(Available records):
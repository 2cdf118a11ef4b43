//! Environment Merger
//!
//! Fetch the current environment of one function, overlay the patch, submit the
//! result as the new full environment, and hand back what the provider confirmed.
//! The submitted set always contains every fetched key; patch values win.

use crate::error::EnvMergeError;
use crate::provider::FunctionConfigClient;
use crate::types::{EnvironmentSet, FunctionTarget};
use serde::{Deserialize, Serialize};
use tracing::{info, warn};

/// Overlay `patch` onto `current`.
pub fn merge(current: &EnvironmentSet, patch: &EnvironmentSet) -> EnvironmentSet {
    current.merged_with(patch)
}

/// Fetch the environment of `target`, logging a warning when the provider fails.
pub fn fetch_current(
    client: &dyn FunctionConfigClient,
    target: &FunctionTarget,
) -> Result<EnvironmentSet, EnvMergeError> {
    client.fetch_environment(target).map_err(|e| {
        warn!(
            function_name = %target.function_name,
            region = %target.region,
            error = %e,
            "Fetch failed"
        );
        e
    })
}

/// How each patch key relates to the fetched set.
#[derive(Debug, Clone, Default, PartialEq, Eq, Serialize, Deserialize)]
pub struct MergeSummary {
    /// Keys not present before.
    pub added: Vec<String>,
    /// Keys present before with a different value.
    pub overwritten: Vec<String>,
    /// Keys already present with the patch value.
    pub unchanged: Vec<String>,
}

impl MergeSummary {
    pub fn between(current: &EnvironmentSet, patch: &EnvironmentSet) -> Self {
        let mut summary = Self::default();
        for (key, value) in patch.iter() {
            match current.get(key) {
                None => summary.added.push(key.to_string()),
                Some(existing) if existing == value => summary.unchanged.push(key.to_string()),
                Some(_) => summary.overwritten.push(key.to_string()),
            }
        }
        summary
    }

    /// True when submitting would not change any value.
    pub fn is_noop(&self) -> bool {
        self.added.is_empty() && self.overwritten.is_empty()
    }
}

/// Pipeline progress, emitted as each stage starts or completes.
#[derive(Debug, Clone, PartialEq, Eq)]
pub enum Stage {
    Fetching { function_name: String },
    Fetched { count: usize },
    Merged { count: usize },
    Submitting,
    Submitted,
}

/// Result of one pipeline run.
#[derive(Debug, Clone)]
pub struct UpdateOutcome {
    pub target: FunctionTarget,
    pub previous: EnvironmentSet,
    pub merged: EnvironmentSet,
    pub summary: MergeSummary,
    /// Environment confirmed by the provider; `None` for a dry run.
    pub confirmed: Option<EnvironmentSet>,
}

impl UpdateOutcome {
    pub fn is_dry_run(&self) -> bool {
        self.confirmed.is_none()
    }

    /// The set to report: the confirmed one, or the merged one on a dry run.
    pub fn reported(&self) -> &EnvironmentSet {
        self.confirmed.as_ref().unwrap_or(&self.merged)
    }
}

/// Callback receiving [`Stage`] events; write failures abort the run.
pub type StageSink<'a> = dyn FnMut(&Stage) -> std::io::Result<()> + 'a;

/// Runs fetch → merge → submit against one function.
pub struct EnvironmentMerger<'a> {
    client: &'a dyn FunctionConfigClient,
    target: FunctionTarget,
    patch: EnvironmentSet,
}

impl<'a> EnvironmentMerger<'a> {
    pub fn new(
        client: &'a dyn FunctionConfigClient,
        target: FunctionTarget,
        patch: EnvironmentSet,
    ) -> Self {
        Self {
            client,
            target,
            patch,
        }
    }

    /// Fetch only.
    pub fn fetch(&self) -> Result<EnvironmentSet, EnvMergeError> {
        fetch_current(self.client, &self.target)
    }

    /// Run the pipeline. With `dry_run` the submit stage is skipped.
    pub fn run(
        &self,
        dry_run: bool,
        on_stage: &mut StageSink<'_>,
    ) -> Result<UpdateOutcome, EnvMergeError> {
        on_stage(&Stage::Fetching {
            function_name: self.target.function_name.clone(),
        })?;
        let previous = self.fetch()?;
        info!(
            function_name = %self.target.function_name,
            region = %self.target.region,
            count = previous.len(),
            "Fetched environment"
        );
        on_stage(&Stage::Fetched {
            count: previous.len(),
        })?;

        let merged = merge(&previous, &self.patch);
        let summary = MergeSummary::between(&previous, &self.patch);
        info!(
            count = merged.len(),
            added = summary.added.len(),
            overwritten = summary.overwritten.len(),
            "Merged patch"
        );
        on_stage(&Stage::Merged {
            count: merged.len(),
        })?;

        if dry_run {
            info!(function_name = %self.target.function_name, "Dry run, skipping submit");
            return Ok(UpdateOutcome {
                target: self.target.clone(),
                previous,
                merged,
                summary,
                confirmed: None,
            });
        }

        on_stage(&Stage::Submitting)?;
        let confirmed = self
            .client
            .submit_environment(&self.target, &merged)
            .map_err(|e| {
                warn!(
                    function_name = %self.target.function_name,
                    region = %self.target.region,
                    error = %e,
                    "Submit failed"
                );
                e
            })?;
        info!(
            function_name = %self.target.function_name,
            count = confirmed.len(),
            "Submitted environment"
        );
        on_stage(&Stage::Submitted)?;

        Ok(UpdateOutcome {
            target: self.target.clone(),
            previous,
            merged,
            summary,
            confirmed: Some(confirmed),
        })
    }
}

(Exercise objective):
Scan the material above for the word "usize". Copy each line where it occurs.

(Exercise answer):
    Fetched { count: usize },
    Merged { count: usize },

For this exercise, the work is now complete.